GIVEN RECORDS
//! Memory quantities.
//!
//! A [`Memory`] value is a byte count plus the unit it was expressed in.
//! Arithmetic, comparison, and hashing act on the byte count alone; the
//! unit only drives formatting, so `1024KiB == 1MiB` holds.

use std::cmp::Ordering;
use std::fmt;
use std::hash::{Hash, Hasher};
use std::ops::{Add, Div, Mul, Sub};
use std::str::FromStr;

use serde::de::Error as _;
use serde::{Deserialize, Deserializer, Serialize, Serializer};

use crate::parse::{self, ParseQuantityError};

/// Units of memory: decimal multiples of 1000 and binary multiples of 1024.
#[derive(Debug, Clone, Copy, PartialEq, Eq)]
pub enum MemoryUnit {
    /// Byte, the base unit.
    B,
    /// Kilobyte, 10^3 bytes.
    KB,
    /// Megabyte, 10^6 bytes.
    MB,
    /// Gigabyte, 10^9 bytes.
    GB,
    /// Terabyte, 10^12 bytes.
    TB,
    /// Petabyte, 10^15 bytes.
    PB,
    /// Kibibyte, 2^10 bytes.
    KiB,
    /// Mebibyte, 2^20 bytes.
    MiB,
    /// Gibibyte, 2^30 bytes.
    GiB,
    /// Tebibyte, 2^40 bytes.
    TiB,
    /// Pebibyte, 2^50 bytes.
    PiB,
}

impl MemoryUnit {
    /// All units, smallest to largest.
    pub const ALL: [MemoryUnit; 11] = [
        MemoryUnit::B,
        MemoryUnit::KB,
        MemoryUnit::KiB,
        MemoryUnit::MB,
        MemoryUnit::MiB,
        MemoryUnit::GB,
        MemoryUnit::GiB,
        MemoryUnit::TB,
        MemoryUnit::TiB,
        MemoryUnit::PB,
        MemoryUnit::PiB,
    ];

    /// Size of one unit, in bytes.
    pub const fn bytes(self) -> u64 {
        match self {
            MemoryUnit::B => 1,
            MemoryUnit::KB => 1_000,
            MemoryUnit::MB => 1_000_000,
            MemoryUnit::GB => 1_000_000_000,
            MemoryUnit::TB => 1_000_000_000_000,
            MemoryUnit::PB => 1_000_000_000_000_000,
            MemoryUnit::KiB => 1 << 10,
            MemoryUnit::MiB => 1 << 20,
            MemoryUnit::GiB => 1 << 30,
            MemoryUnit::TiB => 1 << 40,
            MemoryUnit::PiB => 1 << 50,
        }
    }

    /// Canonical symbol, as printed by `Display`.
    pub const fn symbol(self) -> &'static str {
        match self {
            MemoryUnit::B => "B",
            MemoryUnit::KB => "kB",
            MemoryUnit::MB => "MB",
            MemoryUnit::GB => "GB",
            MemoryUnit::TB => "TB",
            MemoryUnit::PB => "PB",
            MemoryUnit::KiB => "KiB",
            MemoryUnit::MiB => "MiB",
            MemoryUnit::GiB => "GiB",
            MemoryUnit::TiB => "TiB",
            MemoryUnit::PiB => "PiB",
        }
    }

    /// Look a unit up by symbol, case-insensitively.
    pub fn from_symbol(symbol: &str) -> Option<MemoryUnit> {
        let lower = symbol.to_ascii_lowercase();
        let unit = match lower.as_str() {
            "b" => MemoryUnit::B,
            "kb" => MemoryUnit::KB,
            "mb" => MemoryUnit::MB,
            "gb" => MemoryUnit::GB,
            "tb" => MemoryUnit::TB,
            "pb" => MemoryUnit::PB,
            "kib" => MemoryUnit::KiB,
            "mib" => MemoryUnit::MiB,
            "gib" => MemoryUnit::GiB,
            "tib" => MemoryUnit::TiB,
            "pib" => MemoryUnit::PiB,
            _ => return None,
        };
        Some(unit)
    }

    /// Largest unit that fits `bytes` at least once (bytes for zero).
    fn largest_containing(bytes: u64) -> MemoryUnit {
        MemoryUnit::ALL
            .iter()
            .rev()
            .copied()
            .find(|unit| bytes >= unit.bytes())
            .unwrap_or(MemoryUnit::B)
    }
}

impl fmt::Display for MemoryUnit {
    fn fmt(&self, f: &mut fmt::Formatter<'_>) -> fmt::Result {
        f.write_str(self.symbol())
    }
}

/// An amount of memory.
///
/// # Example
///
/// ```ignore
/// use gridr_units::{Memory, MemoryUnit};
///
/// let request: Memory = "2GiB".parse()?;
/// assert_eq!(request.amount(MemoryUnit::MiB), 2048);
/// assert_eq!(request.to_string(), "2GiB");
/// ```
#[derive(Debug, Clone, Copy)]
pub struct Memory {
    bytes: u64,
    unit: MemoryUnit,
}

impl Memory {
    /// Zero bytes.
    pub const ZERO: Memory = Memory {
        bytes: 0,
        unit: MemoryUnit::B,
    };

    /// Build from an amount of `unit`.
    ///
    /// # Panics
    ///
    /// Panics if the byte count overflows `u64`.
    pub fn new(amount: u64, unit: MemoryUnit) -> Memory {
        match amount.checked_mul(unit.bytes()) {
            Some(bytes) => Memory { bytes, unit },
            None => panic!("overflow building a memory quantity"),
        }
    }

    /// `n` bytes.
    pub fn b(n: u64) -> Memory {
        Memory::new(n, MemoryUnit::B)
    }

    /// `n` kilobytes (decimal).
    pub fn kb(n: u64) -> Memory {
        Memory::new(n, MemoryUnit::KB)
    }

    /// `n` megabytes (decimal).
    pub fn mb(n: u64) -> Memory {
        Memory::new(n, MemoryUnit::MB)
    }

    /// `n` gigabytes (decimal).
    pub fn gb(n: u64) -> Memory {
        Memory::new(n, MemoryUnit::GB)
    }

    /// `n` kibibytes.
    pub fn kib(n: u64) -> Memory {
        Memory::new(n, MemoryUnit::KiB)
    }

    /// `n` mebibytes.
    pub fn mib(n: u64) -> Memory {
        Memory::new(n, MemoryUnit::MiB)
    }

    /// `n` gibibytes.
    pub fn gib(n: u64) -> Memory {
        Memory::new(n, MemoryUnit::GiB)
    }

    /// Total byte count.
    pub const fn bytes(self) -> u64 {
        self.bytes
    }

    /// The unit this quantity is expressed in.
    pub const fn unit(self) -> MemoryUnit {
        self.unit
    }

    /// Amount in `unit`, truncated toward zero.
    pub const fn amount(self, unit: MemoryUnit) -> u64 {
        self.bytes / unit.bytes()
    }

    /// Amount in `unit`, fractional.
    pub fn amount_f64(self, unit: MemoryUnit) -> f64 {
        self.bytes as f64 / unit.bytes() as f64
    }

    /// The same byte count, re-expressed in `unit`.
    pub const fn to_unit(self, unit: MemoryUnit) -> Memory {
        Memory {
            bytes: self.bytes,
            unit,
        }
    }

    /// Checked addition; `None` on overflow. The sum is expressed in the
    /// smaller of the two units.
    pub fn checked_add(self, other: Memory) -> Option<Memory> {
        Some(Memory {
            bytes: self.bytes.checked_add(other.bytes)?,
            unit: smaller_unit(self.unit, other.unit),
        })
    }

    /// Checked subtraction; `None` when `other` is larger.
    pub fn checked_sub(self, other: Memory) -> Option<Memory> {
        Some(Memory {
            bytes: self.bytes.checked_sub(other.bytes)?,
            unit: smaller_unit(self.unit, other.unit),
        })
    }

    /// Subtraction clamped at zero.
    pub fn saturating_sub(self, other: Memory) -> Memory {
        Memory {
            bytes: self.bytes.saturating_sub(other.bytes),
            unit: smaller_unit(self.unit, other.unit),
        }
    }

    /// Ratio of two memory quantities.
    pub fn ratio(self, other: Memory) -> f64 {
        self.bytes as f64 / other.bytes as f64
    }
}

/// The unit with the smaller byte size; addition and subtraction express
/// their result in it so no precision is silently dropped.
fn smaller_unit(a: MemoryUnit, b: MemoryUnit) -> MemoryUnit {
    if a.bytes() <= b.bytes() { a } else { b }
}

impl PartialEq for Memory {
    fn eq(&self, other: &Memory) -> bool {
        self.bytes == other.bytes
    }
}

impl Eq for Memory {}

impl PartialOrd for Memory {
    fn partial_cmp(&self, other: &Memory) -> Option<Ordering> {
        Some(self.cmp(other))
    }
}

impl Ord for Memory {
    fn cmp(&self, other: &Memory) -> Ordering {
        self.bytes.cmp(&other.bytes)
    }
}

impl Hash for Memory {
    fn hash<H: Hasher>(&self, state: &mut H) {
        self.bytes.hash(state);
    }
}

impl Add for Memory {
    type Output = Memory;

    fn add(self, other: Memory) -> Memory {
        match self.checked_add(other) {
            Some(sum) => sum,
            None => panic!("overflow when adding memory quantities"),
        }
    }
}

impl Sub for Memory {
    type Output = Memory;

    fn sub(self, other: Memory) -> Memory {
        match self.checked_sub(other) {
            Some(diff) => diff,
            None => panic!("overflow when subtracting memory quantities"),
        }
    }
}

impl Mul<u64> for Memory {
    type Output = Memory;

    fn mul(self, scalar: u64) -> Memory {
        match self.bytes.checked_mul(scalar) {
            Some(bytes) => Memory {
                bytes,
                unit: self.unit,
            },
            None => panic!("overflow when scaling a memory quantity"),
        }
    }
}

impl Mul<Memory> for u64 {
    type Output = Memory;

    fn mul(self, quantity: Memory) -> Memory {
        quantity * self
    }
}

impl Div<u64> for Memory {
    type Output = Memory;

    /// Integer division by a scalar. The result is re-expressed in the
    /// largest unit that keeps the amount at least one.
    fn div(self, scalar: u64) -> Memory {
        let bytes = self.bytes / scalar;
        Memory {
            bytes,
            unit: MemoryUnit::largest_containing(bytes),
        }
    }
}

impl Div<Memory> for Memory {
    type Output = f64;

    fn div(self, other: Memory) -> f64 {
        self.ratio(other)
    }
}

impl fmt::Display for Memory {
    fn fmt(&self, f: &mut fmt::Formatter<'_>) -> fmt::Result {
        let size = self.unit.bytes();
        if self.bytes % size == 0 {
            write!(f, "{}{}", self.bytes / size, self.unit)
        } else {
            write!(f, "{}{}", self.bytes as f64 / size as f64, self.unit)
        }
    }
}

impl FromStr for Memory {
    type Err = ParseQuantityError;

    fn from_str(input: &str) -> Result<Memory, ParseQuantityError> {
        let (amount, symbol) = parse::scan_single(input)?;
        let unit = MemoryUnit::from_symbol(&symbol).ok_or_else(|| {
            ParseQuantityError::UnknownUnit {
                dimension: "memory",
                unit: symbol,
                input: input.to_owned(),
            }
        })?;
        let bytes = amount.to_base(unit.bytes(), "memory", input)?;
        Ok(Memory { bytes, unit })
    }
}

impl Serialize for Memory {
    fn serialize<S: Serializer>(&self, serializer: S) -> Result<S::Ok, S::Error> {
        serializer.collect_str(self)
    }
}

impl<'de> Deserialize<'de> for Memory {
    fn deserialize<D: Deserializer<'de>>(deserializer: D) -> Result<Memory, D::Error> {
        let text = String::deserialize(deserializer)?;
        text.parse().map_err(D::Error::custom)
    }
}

* * *

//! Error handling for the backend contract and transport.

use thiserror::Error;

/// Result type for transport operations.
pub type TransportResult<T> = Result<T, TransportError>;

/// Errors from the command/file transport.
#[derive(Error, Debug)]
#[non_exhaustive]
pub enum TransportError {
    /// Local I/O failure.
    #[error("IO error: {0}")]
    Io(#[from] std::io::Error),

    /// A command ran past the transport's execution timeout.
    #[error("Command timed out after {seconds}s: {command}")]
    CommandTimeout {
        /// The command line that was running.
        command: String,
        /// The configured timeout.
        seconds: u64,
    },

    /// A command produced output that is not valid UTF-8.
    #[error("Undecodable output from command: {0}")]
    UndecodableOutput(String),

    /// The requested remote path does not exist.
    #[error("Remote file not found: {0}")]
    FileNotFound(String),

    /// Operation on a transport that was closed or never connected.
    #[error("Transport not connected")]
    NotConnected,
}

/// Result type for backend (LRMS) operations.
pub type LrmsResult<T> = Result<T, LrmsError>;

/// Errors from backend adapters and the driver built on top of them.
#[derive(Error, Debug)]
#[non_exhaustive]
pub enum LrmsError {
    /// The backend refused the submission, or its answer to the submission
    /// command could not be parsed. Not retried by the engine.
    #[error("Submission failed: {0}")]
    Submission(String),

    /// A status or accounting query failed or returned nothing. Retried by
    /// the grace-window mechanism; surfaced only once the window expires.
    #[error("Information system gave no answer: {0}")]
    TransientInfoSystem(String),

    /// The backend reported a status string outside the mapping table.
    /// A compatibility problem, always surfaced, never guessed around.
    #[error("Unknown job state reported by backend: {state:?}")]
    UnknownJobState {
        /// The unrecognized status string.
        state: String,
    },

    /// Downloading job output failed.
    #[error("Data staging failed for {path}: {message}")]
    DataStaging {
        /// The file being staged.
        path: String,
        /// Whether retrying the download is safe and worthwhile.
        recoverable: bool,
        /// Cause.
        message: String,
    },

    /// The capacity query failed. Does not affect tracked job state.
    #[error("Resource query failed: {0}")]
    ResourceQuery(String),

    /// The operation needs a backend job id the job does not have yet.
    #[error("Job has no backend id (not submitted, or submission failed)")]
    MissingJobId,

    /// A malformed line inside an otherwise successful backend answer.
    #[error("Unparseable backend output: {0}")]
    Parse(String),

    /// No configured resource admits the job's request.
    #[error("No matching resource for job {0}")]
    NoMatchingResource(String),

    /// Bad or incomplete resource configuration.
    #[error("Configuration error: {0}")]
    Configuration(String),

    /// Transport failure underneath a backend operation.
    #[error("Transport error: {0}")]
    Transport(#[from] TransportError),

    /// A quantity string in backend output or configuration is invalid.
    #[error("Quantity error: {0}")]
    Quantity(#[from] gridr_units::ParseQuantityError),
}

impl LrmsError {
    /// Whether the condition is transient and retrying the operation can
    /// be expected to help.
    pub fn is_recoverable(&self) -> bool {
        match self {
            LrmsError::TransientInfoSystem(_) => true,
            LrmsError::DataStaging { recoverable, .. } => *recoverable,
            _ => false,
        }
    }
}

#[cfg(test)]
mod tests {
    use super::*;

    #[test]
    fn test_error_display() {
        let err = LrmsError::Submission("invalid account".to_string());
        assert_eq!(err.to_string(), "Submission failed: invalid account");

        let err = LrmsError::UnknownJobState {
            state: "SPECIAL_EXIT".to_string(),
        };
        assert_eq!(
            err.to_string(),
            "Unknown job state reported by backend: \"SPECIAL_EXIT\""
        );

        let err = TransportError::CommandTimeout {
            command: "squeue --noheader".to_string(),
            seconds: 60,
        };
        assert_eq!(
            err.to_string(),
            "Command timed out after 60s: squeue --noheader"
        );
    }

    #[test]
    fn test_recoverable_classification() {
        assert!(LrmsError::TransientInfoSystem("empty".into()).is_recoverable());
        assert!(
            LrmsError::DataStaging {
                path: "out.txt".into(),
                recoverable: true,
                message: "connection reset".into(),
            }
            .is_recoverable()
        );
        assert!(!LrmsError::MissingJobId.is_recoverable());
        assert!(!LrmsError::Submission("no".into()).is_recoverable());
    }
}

WHAT YOU WILL DO
Only one stretch of the entries above is wanted: the lines from the one containing "to the submission" through the one containing "the mapping table.". Please reproduce it exactly.

EXERCISE SOLUTION
    /// The backend refused the submission, or its answer to the submission
    /// command could not be parsed. Not retried by the engine.
    #[error("Submission failed: {0}")]
    Submission(String),

    /// A status or accounting query failed or returned nothing. Retried by
    /// the grace-window mechanism; surfaced only once the window expires.
    #[error("Information system gave no answer: {0}")]
    TransientInfoSystem(String),

    /// The backend reported a status string outside the mapping table.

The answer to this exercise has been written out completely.